Friday, September 9, 2022
Gondwe: The Tax-Invisible Labor Problem—Care, Work, Kinship, And Income Security Programs In The IRC
Nyamagaga Gondwe (Wisconsin), The Tax-Invisible Labor Problem: Care, Work, Kinship, and Income Security Programs in the IRC, 102 B.U. L. Rev. __ (2022):
Since the mid-1990s, American financial assistance programs have increasingly shifted to require evidence of labor market participation as a criteria for eligibility. This shift signals a change from previous welfare programs that were distributed principally based on unmet material need. The shift from need-based to income-tested income security programs has been lauded for increasing labor force participation. But in this shift, income security programs have failed to account for the labor of non-market care workers. These care workers, whose household production is a fundamental component of market life, experience both economic insolvency and tax-invisibility in the face of assistance systems that do not recognize care work as eligible labor. Because care work disproportionately falls to women in American homes, income-tested financial assistance programs place an outsized strain women's economic lives.

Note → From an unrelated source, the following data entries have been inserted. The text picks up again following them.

//! Persisted sync state: the tracked tree and the revision cursor.
//!
//! Stored as JSON at `<home>/.drivesync/state.json`. Writes use the
//! `.tmp` + rename pattern so a crash never leaves a half-written file.

use std::path::{Path, PathBuf};

use chrono::{DateTime, Utc};
use serde::{Deserialize, Serialize};

use crate::error::{io_err, StateError};
use crate::filesystem::FileSystem;
use crate::types::TrackedFile;

/// On-disk state payload.
#[derive(Debug, Clone, Serialize, Deserialize, PartialEq, Eq)]
pub struct StateFile {
    pub revision: u64,
    pub synced_at: DateTime<Utc>,
    pub entries: Vec<TrackedFile>,
}

impl StateFile {
    /// Snapshot `fs`, entries sorted by id for stable output.
    pub fn capture(fs: &FileSystem) -> Self {
        let mut entries: Vec<TrackedFile> = fs
            .entries()
            .filter(|entry| !entry.id.is_root())
            .cloned()
            .collect();
        entries.sort_by(|a, b| a.id.cmp(&b.id));
        Self {
            revision: fs.revision(),
            synced_at: Utc::now(),
            entries,
        }
    }
}

/// `<home>/.drivesync/state.json`
pub fn state_path_at(home: &Path) -> PathBuf {
    home.join(".drivesync").join("state.json")
}

/// Load the persisted tree. Returns a fresh tree (revision 0, root only)
/// when no state has been written yet.
pub fn load_at(home: &Path) -> Result<FileSystem, StateError> {
    match load_file_at(home)? {
        Some(state) => FileSystem::from_entries(state.revision, state.entries),
        None => Ok(FileSystem::new()),
    }
}

/// Load the raw state payload, `None` if it does not exist.
pub fn load_file_at(home: &Path) -> Result<Option<StateFile>, StateError> {
    let path = state_path_at(home);
    if !path.exists() {
        return Ok(None);
    }
    let contents = std::fs::read_to_string(&path).map_err(|e| io_err(&path, e))?;
    serde_json::from_str(&contents)
        .map(Some)
        .map_err(|source| StateError::Parse { path, source })
}

/// Save `fs` atomically, cursor included.
pub fn save_at(home: &Path, fs: &FileSystem) -> Result<(), StateError> {
    save_checkpoint_at(home, fs, fs.revision())
}

/// Save `fs` with `revision` as the persisted cursor.
///
/// The daemon passes the highest revision whose changes have all been
/// applied; the next start polls again from there. Never above the model's
/// own cursor.
pub fn save_checkpoint_at(home: &Path, fs: &FileSystem, revision: u64) -> Result<(), StateError> {
    let mut state = StateFile::capture(fs);
    state.revision = revision.min(fs.revision());

    let path = state_path_at(home);
    let Some(dir) = path.parent() else {
        return Err(io_err(path, std::io::Error::other("invalid state path")));
    };
    std::fs::create_dir_all(dir).map_err(|e| io_err(dir, e))?;

    let json = serde_json::to_string_pretty(&state)?;
    let tmp = path.with_extension("json.tmp");
    std::fs::write(&tmp, &json).map_err(|e| io_err(&tmp, e))?;
    std::fs::rename(&tmp, &path).map_err(|e| io_err(&path, e))?;
    Ok(())
}

#[cfg(test)]
mod tests {
    use super::*;
    use crate::types::RemoteId;
    use tempfile::TempDir;

    #[test]
    fn fresh_tree_when_state_missing() {
        let home = TempDir::new().unwrap();
        let fs = load_at(home.path()).unwrap();
        assert_eq!(fs.revision(), 0);
        assert!(fs.is_empty());
    }

    #[test]
    fn tmp_file_cleaned_up_after_save() {
        let home = TempDir::new().unwrap();
        save_at(home.path(), &FileSystem::new()).unwrap();
        let tmp = state_path_at(home.path()).with_extension("json.tmp");
        assert!(!tmp.exists(), "tmp file should be renamed away");
        assert!(state_path_at(home.path()).exists());
    }

    #[test]
    fn checkpoint_persists_older_cursor_with_current_entries() {
        let home = TempDir::new().unwrap();
        let mut fs = FileSystem::new();
        fs.update_revision(9);
        fs.insert(TrackedFile {
            id: RemoteId::from("a"),
            name: "a.txt".into(),
            parent: Some(RemoteId::root()),
            is_dir: false,
            checksum: None,
        })
        .unwrap();

        save_checkpoint_at(home.path(), &fs, 4).unwrap();
        let reloaded = load_at(home.path()).unwrap();
        assert_eq!(reloaded.revision(), 4);
        assert!(reloaded.contains(&RemoteId::from("a")));

        save_checkpoint_at(home.path(), &fs, 12).unwrap();
        assert_eq!(load_at(home.path()).unwrap().revision(), 9);
    }

    #[test]
    fn capture_skips_root_and_sorts() {
        let mut fs = FileSystem::new();
        for id in ["b", "a"] {
            fs.insert(TrackedFile {
                id: RemoteId::from(id),
                name: format!("{id}.txt"),
                parent: Some(RemoteId::root()),
                is_dir: false,
                checksum: None,
            })
            .unwrap();
        }
        let state = StateFile::capture(&fs);
        let ids: Vec<_> = state.entries.iter().map(|e| e.id.0.as_str()).collect();
        assert_eq!(ids, vec!["a", "b"]);
    }
}
//! Logging utilities.
//!
//! Defines the log levels accepted from configuration files, environment
//! variables and command-line flags, and maps them onto `tracing` levels.

use serde::{Deserialize, Serialize};
use std::fmt;
use std::str::FromStr;

use crate::error::Error;

/// Log level.
///
/// Ordered by increasing severity.
#[derive(Debug, Clone, Copy, PartialEq, Eq, PartialOrd, Ord, Serialize, Deserialize)]
#[serde(rename_all = "lowercase")]
pub enum LogLevel {
    /// Verbose debug information.
    Trace,

    /// Debug information.
    Debug,

    /// Informational messages.
    Info,

    /// Warning messages.
    Warning,

    /// Error messages.
    Error,
}

impl LogLevel {
    /// Get the name of this log level.
    pub fn as_str(&self) -> &'static str {
        match self {
            Self::Trace => "TRACE",
            Self::Debug => "DEBUG",
            Self::Info => "INFO",
            Self::Warning => "WARNING",
            Self::Error => "ERROR",
        }
    }
}

impl Default for LogLevel {
    fn default() -> Self {
        Self::Warning
    }
}

impl FromStr for LogLevel {
    type Err = Error;

    /// Parse a level name. Case-insensitive; `warn` and `err` are accepted
    /// as short forms.
    fn from_str(s: &str) -> Result<Self, Self::Err> {
        match s.trim().to_lowercase().as_str() {
            "trace" => Ok(Self::Trace),
            "debug" => Ok(Self::Debug),
            "info" => Ok(Self::Info),
            "warning" | "warn" => Ok(Self::Warning),
            "error" | "err" => Ok(Self::Error),
            other => Err(Error::Configuration(format!("unknown log level '{}'", other))),
        }
    }
}

impl fmt::Display for LogLevel {
    fn fmt(&self, f: &mut fmt::Formatter<'_>) -> fmt::Result {
        write!(f, "{}", self.as_str())
    }
}

impl From<LogLevel> for tracing::Level {
    fn from(level: LogLevel) -> Self {
        match level {
            LogLevel::Trace => tracing::Level::TRACE,
            LogLevel::Debug => tracing::Level::DEBUG,
            LogLevel::Info => tracing::Level::INFO,
            LogLevel::Warning => tracing::Level::WARN,
            LogLevel::Error => tracing::Level::ERROR,
        }
    }
}
//! Error types for the effective ACL resolver.
//!
//! The root error type, `Error`, wraps the subsystem-specific errors so
//! that callers can handle every failure of a resolution request in one
//! place. Non-ACL policy shapes are never an error; they are skipped.

use thiserror::Error;

/// Root error type for the resolver.
#[derive(Debug, Error)]
pub enum Error {
    /// The target resource does not exist
    #[error("Resource not found: {0}")]
    ResourceNotFound(String),

    /// The policy provider failed to deliver policies
    #[error("Policy provider error: {0}")]
    Provider(#[from] ProviderError),

    /// The privilege hierarchy is malformed
    #[error("Privilege error: {0}")]
    Privilege(#[from] PrivilegeError),

    /// The inbound request could not be understood
    #[error("Invalid request: {0}")]
    InvalidRequest(String),

    /// Configuration is invalid
    #[error("Configuration error: {0}")]
    Configuration(String),

    /// I/O errors
    #[error("I/O error: {0}")]
    Io(#[from] std::io::Error),

    /// Serialization/deserialization errors
    #[error("Serialization error: {0}")]
    Serialization(String),
}

/// Errors raised by a policy provider.
///
/// These are terminal for the request that triggered them.
#[derive(Debug, Error)]
pub enum ProviderError {
    /// The backing store could not be reached
    #[error("Policy store unavailable: {0}")]
    Unavailable(String),
}

/// Errors related to the privilege aggregation hierarchy.
#[derive(Debug, Error, PartialEq, Eq)]
pub enum PrivilegeError {
    /// The aggregation graph contains a cycle
    #[error("Privilege aggregation cycle: {0}")]
    Cycle(String),

    /// An aggregate privilege declares no children
    #[error("Aggregate privilege has no children: {0}")]
    EmptyAggregate(String),

    /// A privilege name is empty
    #[error("Privilege name cannot be empty")]
    EmptyName,
}

/// Result type used throughout the resolver.
pub type Result<T> = std::result::Result<T, Error>;
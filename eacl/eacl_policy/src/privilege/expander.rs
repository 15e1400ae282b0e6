//! Memoized privilege expansion.

use eacl_core::Privilege;
use std::collections::{BTreeSet, HashMap};
use std::rc::Rc;

use super::PrivilegeHierarchy;

/// Expands privileges into the primitive privileges they denote.
///
/// Closures are cached, so an aggregate referenced by many entries is only
/// walked once. An expander lives for a single resolution.
pub struct PrivilegeExpander<'h> {
    /// The aggregation table.
    hierarchy: &'h PrivilegeHierarchy,

    /// Closures computed so far.
    cache: HashMap<Privilege, Rc<BTreeSet<Privilege>>>,
}

impl<'h> PrivilegeExpander<'h> {
    /// Create a new expander over `hierarchy`.
    pub fn new(hierarchy: &'h PrivilegeHierarchy) -> Self {
        Self {
            hierarchy,
            cache: HashMap::new(),
        }
    }

    /// Expand `privilege` into its set of primitive privileges.
    ///
    /// A primitive privilege, known or not, expands to itself.
    pub fn expand(&mut self, privilege: &Privilege) -> Rc<BTreeSet<Privilege>> {
        if let Some(closure) = self.cache.get(privilege) {
            return Rc::clone(closure);
        }

        let hierarchy = self.hierarchy;
        let closure = match hierarchy.children(privilege.as_str()) {
            Some(children) => {
                let mut primitives = BTreeSet::new();
                for child in children {
                    primitives.extend(self.expand(child).iter().cloned());
                }
                primitives
            }
            None => BTreeSet::from([privilege.clone()]),
        };

        let closure = Rc::new(closure);
        self.cache.insert(privilege.clone(), Rc::clone(&closure));
        closure
    }

    /// Number of privileges whose closure has been cached.
    pub fn cached(&self) -> usize {
        self.cache.len()
    }
}
//! Request handler.

use eacl_core::error::{Error, Result};
use serde_json::{json, Value};
use tracing::{debug, error, info, warn};

use super::AclRequest;
use crate::engine::resolve_effective_permissions;
use crate::model::EffectivePermissionSet;
use crate::privilege::PrivilegeHierarchy;
use crate::provider::{PolicyProvider, PolicyScope};

/// Outcome of a request.
#[derive(Debug, Clone, Copy, PartialEq, Eq, Hash)]
pub enum ResponseStatus {
    /// 200: the permission set was resolved.
    Ok,

    /// 400: the request path could not be parsed.
    BadRequest,

    /// 404: the resource does not exist.
    NotFound,

    /// 500: the provider or the serializer failed.
    InternalError,
}

impl ResponseStatus {
    /// The HTTP status code.
    pub fn code(&self) -> u16 {
        match self {
            Self::Ok => 200,
            Self::BadRequest => 400,
            Self::NotFound => 404,
            Self::InternalError => 500,
        }
    }

    /// Map an error onto the status it is reported with.
    pub fn for_error(err: &Error) -> Self {
        match err {
            Error::ResourceNotFound(_) => Self::NotFound,
            Error::InvalidRequest(_) => Self::BadRequest,
            _ => Self::InternalError,
        }
    }
}

/// A response: a status and a JSON body.
///
/// On success the body is the permission set; on failure it is
/// `{"error": "<explanation>"}`.
#[derive(Debug, Clone, PartialEq)]
pub struct AclResponse {
    /// The response status.
    pub status: ResponseStatus,

    /// The response body.
    pub body: Value,
}

impl AclResponse {
    /// Build a response reporting `err`.
    pub fn from_error(err: &Error) -> Self {
        Self {
            status: ResponseStatus::for_error(err),
            body: json!({ "error": err.to_string() }),
        }
    }

    /// Check if the request succeeded.
    pub fn is_success(&self) -> bool {
        self.status == ResponseStatus::Ok
    }

    /// The body as compact JSON.
    pub fn to_json(&self) -> String {
        self.body.to_string()
    }

    /// The body as indented JSON.
    pub fn to_json_pretty(&self) -> String {
        // Serializing a `Value` cannot fail
        serde_json::to_string_pretty(&self.body).unwrap_or_else(|_| self.to_json())
    }
}

/// Resolves ACL requests against a policy provider.
///
/// The service holds no per-request state and can be shared across threads
/// when the provider can.
pub struct EaclService<P> {
    /// The policy provider.
    provider: P,

    /// The privilege aggregation table.
    hierarchy: PrivilegeHierarchy,
}

impl<P> EaclService<P>
where
    P: PolicyProvider,
{
    /// Create a new service.
    ///
    /// # Arguments
    ///
    /// * `provider` - Source of the policies of each resource.
    /// * `hierarchy` - The table used to expand aggregate privileges.
    pub fn new(provider: P, hierarchy: PrivilegeHierarchy) -> Self {
        Self {
            provider,
            hierarchy,
        }
    }

    /// The privilege table in use.
    pub fn hierarchy(&self) -> &PrivilegeHierarchy {
        &self.hierarchy
    }

    /// Resolve the permissions of a resource.
    ///
    /// # Arguments
    ///
    /// * `path` - The resource path.
    /// * `scope` - Whether to resolve declared or effective policies.
    ///
    /// # Returns
    ///
    /// * `Ok(EffectivePermissionSet)` - The resolved permissions.
    /// * `Err(Error::ResourceNotFound)` - If the resource does not exist.
    /// * `Err(Error::Provider)` - If the provider failed.
    pub fn resolve(&self, path: &str, scope: PolicyScope) -> Result<EffectivePermissionSet> {
        if !self.provider.resource_exists(path)? {
            return Err(Error::ResourceNotFound(path.to_string()));
        }

        let policies = self.provider.policies(path, scope)?;
        debug!("Resolving {} {} policies of {}", policies.len(), scope, path);

        Ok(resolve_effective_permissions(&policies, &self.hierarchy))
    }

    /// Handle a parsed request.
    pub fn handle(&self, request: &AclRequest) -> AclResponse {
        info!("Handling ACL request {}", request);

        let result = self
            .resolve(request.resource_path(), request.scope())
            .and_then(|permissions| permissions.to_value());

        match result {
            Ok(body) => AclResponse {
                status: ResponseStatus::Ok,
                body,
            },
            Err(err) => {
                match ResponseStatus::for_error(&err) {
                    ResponseStatus::InternalError => error!("Request {} failed: {}", request, err),
                    _ => warn!("Request {} rejected: {}", request, err),
                }
                AclResponse::from_error(&err)
            }
        }
    }

    /// Parse and handle a raw request path such as `/content/page.eacl.json`.
    pub fn handle_path(&self, request_path: &str) -> AclResponse {
        match AclRequest::parse(request_path) {
            Ok(request) => self.handle(&request),
            Err(err) => {
                warn!("Rejecting request path {}: {}", request_path, err);
                AclResponse::from_error(&err)
            }
        }
    }
}

#[cfg(test)]
mod tests {
    use super::*;
    use crate::model::{Policy, PolicyEntry};
    use crate::provider::InMemoryPolicyProvider;
    use eacl_core::error::ProviderError;

    #[test]
    fn test_status_codes() {
        assert_eq!(ResponseStatus::Ok.code(), 200);
        assert_eq!(
            ResponseStatus::for_error(&Error::ResourceNotFound("/x".into())).code(),
            404
        );
        assert_eq!(
            ResponseStatus::for_error(&Error::InvalidRequest("x".into())).code(),
            400
        );
        assert_eq!(
            ResponseStatus::for_error(&ProviderError::Unavailable("down".into()).into()).code(),
            500
        );
    }

    #[test]
    fn test_handle_existing_resource() {
        let provider = InMemoryPolicyProvider::new();
        provider.insert_policies(
            "/content",
            vec![Policy::acl(vec![PolicyEntry::granting(
                "everyone",
                ["jcr:read"],
            )])],
        );
        let service = EaclService::new(provider, PrivilegeHierarchy::jcr());

        let response = service.handle_path("/content.eacl.json");
        assert!(response.is_success());
        assert_eq!(
            response.to_json(),
            r#"{"everyone":{"granted":["jcr:read"],"denied":[]}}"#
        );
    }

    #[test]
    fn test_handle_missing_resource() {
        let service = EaclService::new(InMemoryPolicyProvider::new(), PrivilegeHierarchy::jcr());

        let response = service.handle_path("/missing.eacl.json");
        assert_eq!(response.status, ResponseStatus::NotFound);
        assert_eq!(response.body["error"], "Resource not found: /missing");
    }

    #[test]
    fn test_handle_malformed_path() {
        let service = EaclService::new(InMemoryPolicyProvider::new(), PrivilegeHierarchy::jcr());

        let response = service.handle_path("/content.json");
        assert_eq!(response.status, ResponseStatus::BadRequest);
    }
}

In this Article, I argue that income security programs that fail to recognize non-market care labor undermine women's economic autonomy by constraining women's personal labor choices. I propose that if financial assistance programs continue to require evidence of labor, then those programs should account for non-market labor as having equal status with market-based labor. Policymakers can use time-use surveys that record women's time spent on household production as a way to recognize household production labor in administering tax-based income security programs.